ALTOONA, Wis. — It won’t take place until 2020, but Eau Claire County, Wisconsin, is already gearing up to host the first Wisconsin Farm Technology Days of a new decade.
John Leary, an attorney specializing in agricultural law in the Ruder Ware law firm’s Eau Claire office, is chair of the executive committee for the 2020 farm show. Executive secretary is Mark Hagedorn, University of Wisconsin-Extension agricultural agent in Eau Claire County. Executive-committee treasurer is Tammy Smith-Schroeder, co-owner of Bears Grass Dairy at Augusta, Wisconsin. The executive-committee vice-chairman is expected to be named in the near future.
Before Wisconsin Farm Technology Days comes to Eau Claire County, the show will be hosted July 10-12, 2018, by Wood County, Wisconsin, at Marshfield; and in 2019 by Jefferson County, Wisconsin.
With UW-Extension in the midst of a major reorganization, Hagedorn is uncertain what impact that will have on UW-Extension’s role in the 2020 show, particularly concerning his leadership role and those of the other agents in the county. For now, though, it’s full-steam ahead, he said.
The last time Eau Claire County hosted Wisconsin Farm Technology Days was in 1992, when the show was held near Augusta. Co-host farmers were Dennis and Tami Schacht and Dick and Donna Cleasby. Two days of that three-day show were canceled due to heavy rains.
Eau Claire County was announced in April as the 2020 show’s host county. Hagedorn said he was informally approached by the leadership of Wisconsin Farm Technology Days Inc. –- the show’s year-to-year umbrella organization — to ask if he was interested in pursuing an application for Eau Claire County.
Hagedorn worked for UW-Extension in Brown County, Wisconsin, when that county hosted Wisconsin Farm Technology Days in 2008. He has been the county ag agent in Eau Claire County for four years. He had the same title in Brown County for seven years.
“I still have post-traumatic stress,” he said, jokingly.
He visited with members the Eau Claire County Board’s UW-Extension committee and various agricultural organizations in the county.
“There was genuine support,” he said.
When the county board formally considered hosting the 2020 show, 14 county supervisors rose to their feet virtually in unison to make the motion.
Hagedorn said Eau Claire County has about 204,000 acres in farming. There are about 20,000 dairy cows in the county, with about an equal number of beef cattle. There are about 1,300 farms in the county, averaging 155 acres. Farming is diverse. Besides dairy and beef, there are orchards and other pick-your-own fruit operations.
Further evidence of the county’s agricultural diversity is that it’s home to a Bush Brothers’ bean plant in Augusta, and Silver Springs Foods and Huntsinger Farms, major players in horseradish production in the United States.
“There are some very good row-crop farmers,” said Hagedorn of cash-croppers in corn and soybeans.
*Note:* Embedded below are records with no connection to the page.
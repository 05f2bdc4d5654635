//! Standing discounts and time-boxed campaigns.

use crate::types::{CampaignId, DiscountId, Money, PackageId, Percentage};
use chrono::{DateTime, Datelike, NaiveDate, Utc, Weekday};
use serde::{Deserialize, Serialize};
use std::fmt;

/// The shape of a price reduction.
#[derive(Clone, Copy, Debug, PartialEq, Eq, Hash, Serialize, Deserialize)]
#[serde(tag = "type", content = "value", rename_all = "snake_case")]
pub enum DiscountValue {
    /// A share of the running amount
    Percentage(Percentage),
    /// A flat amount off the whole booking
    FixedAmount(Money),
}

impl DiscountValue {
    /// Reduction this value yields on `amount`, never more than `amount`.
    ///
    /// A negative fixed amount yields no reduction.
    #[must_use]
    pub fn reduction_on(&self, amount: Money) -> Money {
        if !amount.is_positive() {
            return Money::ZERO;
        }
        match self {
            Self::Percentage(pct) => amount.percentage_of(*pct).min(amount),
            Self::FixedAmount(flat) => {
                if flat.is_positive() {
                    (*flat).min(amount)
                } else {
                    Money::ZERO
                }
            }
        }
    }

    /// Database representation: the kind string and the raw integer value
    /// (basis points or minor units).
    #[must_use]
    pub fn to_parts(&self) -> (&'static str, i64) {
        match self {
            Self::Percentage(pct) => ("percentage", i64::from(pct.basis_points())),
            Self::FixedAmount(flat) => ("fixed_amount", flat.minor()),
        }
    }

    /// Rebuilds a value from its database representation.
    #[must_use]
    pub fn from_parts(kind: &str, value: i64) -> Option<Self> {
        match kind {
            "percentage" => u32::try_from(value)
                .ok()
                .and_then(Percentage::from_basis_points)
                .map(Self::Percentage),
            "fixed_amount" => Some(Self::FixedAmount(Money::from_minor(value))),
            _ => None,
        }
    }
}

impl fmt::Display for DiscountValue {
    fn fmt(&self, f: &mut fmt::Formatter<'_>) -> fmt::Result {
        match self {
            Self::Percentage(pct) => write!(f, "{pct}"),
            Self::FixedAmount(flat) => write!(f, "{flat} off"),
        }
    }
}

/// When a standing discount applies, evaluated against the slot's date.
#[derive(Clone, Debug, PartialEq, Eq, Serialize, Deserialize)]
#[serde(tag = "kind", content = "days", rename_all = "snake_case")]
pub enum DiscountCondition {
    /// Every day
    Always,
    /// Monday to Friday
    Weekday,
    /// Saturday and Sunday
    Weekend,
    /// An explicit set of weekdays
    Days(Vec<Weekday>),
}

impl DiscountCondition {
    /// Whether the condition holds on `date`.
    #[must_use]
    pub fn matches(&self, date: NaiveDate) -> bool {
        let day = date.weekday();
        match self {
            Self::Always => true,
            Self::Weekday => !is_weekend(day),
            Self::Weekend => is_weekend(day),
            Self::Days(days) => days.contains(&day),
        }
    }

    /// Database representation of the condition kind.
    #[must_use]
    pub const fn kind_str(&self) -> &'static str {
        match self {
            Self::Always => "always",
            Self::Weekday => "weekday",
            Self::Weekend => "weekend",
            Self::Days(_) => "specific_days",
        }
    }

    /// Rebuilds a condition from its kind string and, for `specific_days`,
    /// ISO weekday numbers (Monday = 1).
    #[must_use]
    pub fn from_parts(kind: &str, iso_days: &[i16]) -> Option<Self> {
        match kind {
            "always" => Some(Self::Always),
            "weekday" => Some(Self::Weekday),
            "weekend" => Some(Self::Weekend),
            "specific_days" => iso_days
                .iter()
                .map(|d| weekday_from_iso(*d))
                .collect::<Option<Vec<_>>>()
                .map(Self::Days),
            _ => None,
        }
    }

    /// ISO weekday numbers for `specific_days`; empty for the other kinds.
    #[must_use]
    pub fn iso_days(&self) -> Vec<i16> {
        match self {
            Self::Days(days) => days
                .iter()
                .map(|d| i16::try_from(d.number_from_monday()).unwrap_or(0))
                .collect(),
            _ => Vec::new(),
        }
    }
}

const fn is_weekend(day: Weekday) -> bool {
    matches!(day, Weekday::Sat | Weekday::Sun)
}

const fn weekday_from_iso(day: i16) -> Option<Weekday> {
    match day {
        1 => Some(Weekday::Mon),
        2 => Some(Weekday::Tue),
        3 => Some(Weekday::Wed),
        4 => Some(Weekday::Thu),
        5 => Some(Weekday::Fri),
        6 => Some(Weekday::Sat),
        7 => Some(Weekday::Sun),
        _ => None,
    }
}

/// An automatic discount on a package, conditioned on the slot's weekday.
#[derive(Clone, Debug, PartialEq, Eq, Serialize, Deserialize)]
pub struct Discount {
    /// Discount id
    pub id: DiscountId,
    /// Package it applies to
    pub package_id: PackageId,
    /// Reduction
    pub value: DiscountValue,
    /// Weekday condition
    pub condition: DiscountCondition,
    /// Inactive discounts never apply
    pub is_active: bool,
}

impl Discount {
    /// Whether the discount applies to a slot on `slot_date`.
    #[must_use]
    pub fn applies_on(&self, slot_date: NaiveDate) -> bool {
        self.is_active && self.condition.matches(slot_date)
    }
}

/// A purchase-time promotion with an explicit window.
#[derive(Clone, Debug, PartialEq, Eq, Serialize, Deserialize)]
pub struct Campaign {
    /// Campaign id
    pub id: CampaignId,
    /// Package it applies to
    pub package_id: PackageId,
    /// Display name
    pub name: String,
    /// Reduction
    pub value: DiscountValue,
    /// First instant the campaign runs
    pub starts_at: DateTime<Utc>,
    /// Last instant the campaign runs
    pub ends_at: DateTime<Utc>,
    /// Inactive campaigns never apply, even inside their window
    pub is_active: bool,
}

impl Campaign {
    /// Whether the campaign applies to a purchase at `now`.
    ///
    /// Both bounds are inclusive.
    #[must_use]
    pub fn is_running(&self, now: DateTime<Utc>) -> bool {
        self.is_active && self.starts_at <= now && now <= self.ends_at
    }
}

#[cfg(test)]
#[allow(clippy::unwrap_used)]
mod tests {
    use super::*;
    use chrono::{Duration, TimeZone};

    fn tuesday() -> NaiveDate {
        NaiveDate::from_ymd_opt(2025, 6, 3).unwrap()
    }

    fn saturday() -> NaiveDate {
        NaiveDate::from_ymd_opt(2025, 6, 7).unwrap()
    }

    #[test]
    fn weekday_and_weekend_conditions() {
        assert!(DiscountCondition::Weekday.matches(tuesday()));
        assert!(!DiscountCondition::Weekday.matches(saturday()));
        assert!(DiscountCondition::Weekend.matches(saturday()));
        assert!(!DiscountCondition::Weekend.matches(tuesday()));
        assert!(DiscountCondition::Always.matches(saturday()));
    }

    #[test]
    fn specific_days_condition() {
        let cond = DiscountCondition::Days(vec![Weekday::Tue, Weekday::Thu]);
        assert!(cond.matches(tuesday()));
        assert!(!cond.matches(saturday()));

        let rebuilt = DiscountCondition::from_parts(cond.kind_str(), &cond.iso_days()).unwrap();
        assert_eq!(rebuilt, cond);
        assert!(DiscountCondition::from_parts("specific_days", &[8]).is_none());
    }

    #[test]
    fn reductions_are_capped() {
        let amount = Money::from_minor(1_000);
        assert_eq!(
            DiscountValue::FixedAmount(Money::from_minor(5_000)).reduction_on(amount),
            amount
        );
        assert_eq!(
            DiscountValue::FixedAmount(Money::from_minor(-5)).reduction_on(amount),
            Money::ZERO
        );
        assert_eq!(
            DiscountValue::Percentage(Percentage::from_percent(25).unwrap()).reduction_on(amount),
            Money::from_minor(250)
        );
    }

    #[test]
    fn inactive_discount_never_applies() {
        let discount = Discount {
            id: DiscountId::new(),
            package_id: PackageId::new(),
            value: DiscountValue::Percentage(Percentage::from_percent(10).unwrap()),
            condition: DiscountCondition::Always,
            is_active: false,
        };
        assert!(!discount.applies_on(tuesday()));
    }

    #[test]
    fn campaign_window_is_inclusive_and_needs_active_flag() {
        let start = Utc.with_ymd_and_hms(2025, 6, 1, 0, 0, 0).unwrap();
        let mut campaign = Campaign {
            id: CampaignId::new(),
            package_id: PackageId::new(),
            name: "Summer".to_string(),
            value: DiscountValue::Percentage(Percentage::from_percent(20).unwrap()),
            starts_at: start,
            ends_at: start + Duration::days(30),
            is_active: true,
        };
        assert!(campaign.is_running(start));
        assert!(campaign.is_running(start + Duration::days(30)));
        assert!(!campaign.is_running(start - Duration::seconds(1)));
        assert!(!campaign.is_running(start + Duration::days(31)));

        campaign.is_active = false;
        assert!(!campaign.is_running(start + Duration::days(1)));
    }

    #[test]
    fn value_parts_round_trip() {
        let pct = DiscountValue::Percentage(Percentage::from_basis_points(1_250).unwrap());
        let (kind, raw) = pct.to_parts();
        assert_eq!(DiscountValue::from_parts(kind, raw), Some(pct));
        assert!(DiscountValue::from_parts("percentage", 20_000).is_none());
        assert!(DiscountValue::from_parts("bogus", 1).is_none());
    }
}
He said the number of smaller-sized, niche-agriculture operations is spreading in Eau Claire County. Another thing that’s somewhat unique about Eau Claire County agriculture is that there are 56 Amish-run dairy herds. That milk is mostly still handled in cans. In fact, Grade B herds comprised 43 percent of the county’s 130 dairy herds in 2016.
A graduate of Northwest Missouri State University in Maryville, Missouri, Hagedorn was herdsman and farm management on a dairy in Arizona for 10 years. In 1986 he came to Chetek, Wisconsin, and dairy farmed there about five years. He worked for a time for the U.S. Department of Agriculture as well as 10 years for Land O’Lakes. He also earned a master’s degree and joined UW-Extension.
In 2008 he was executive secretary when the Gerrits family hosted Farm Technology Days at Country Aire Farms near Greenleaf, Wisconsin. Early afternoon on the second day, it started to rain. The third and final day of Brown County’s show was cancelled due to the rain.
Hagedorn, however, is undaunted by Mother Nature. From his past experience serving as executive secretary in Brown County, he said he experienced firsthand how much he and UW-Extension in general were able to strengthen relationships with producers. Hosting the giant outdoor farm show draws folks in a county together as they volunteer for the event.
“The agricultural and financial impacts the show had on a county were a special thing to see unfold,” Hagedorn said.
He said he’s excited to watch the same impact on Eau Claire County in 2020.